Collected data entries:
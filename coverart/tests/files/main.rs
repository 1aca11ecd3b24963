#![allow(missing_docs)]

mod asf;
mod flac;
mod mp4;
mod mpeg;
mod unsupported;
#[path = "../util/mod.rs"]
pub(crate) mod util;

Task goal: With no additions or omissions, transcribe every record.

Answer to the problem:
filename coverart/tests/files/main.rs
repository 1aca11ecd3b24963
#![allow(missing_docs)]

mod asf;
mod flac;
mod mp4;
mod mpeg;
mod unsupported;
#[path = "../util/mod.rs"]
pub(crate) mod util;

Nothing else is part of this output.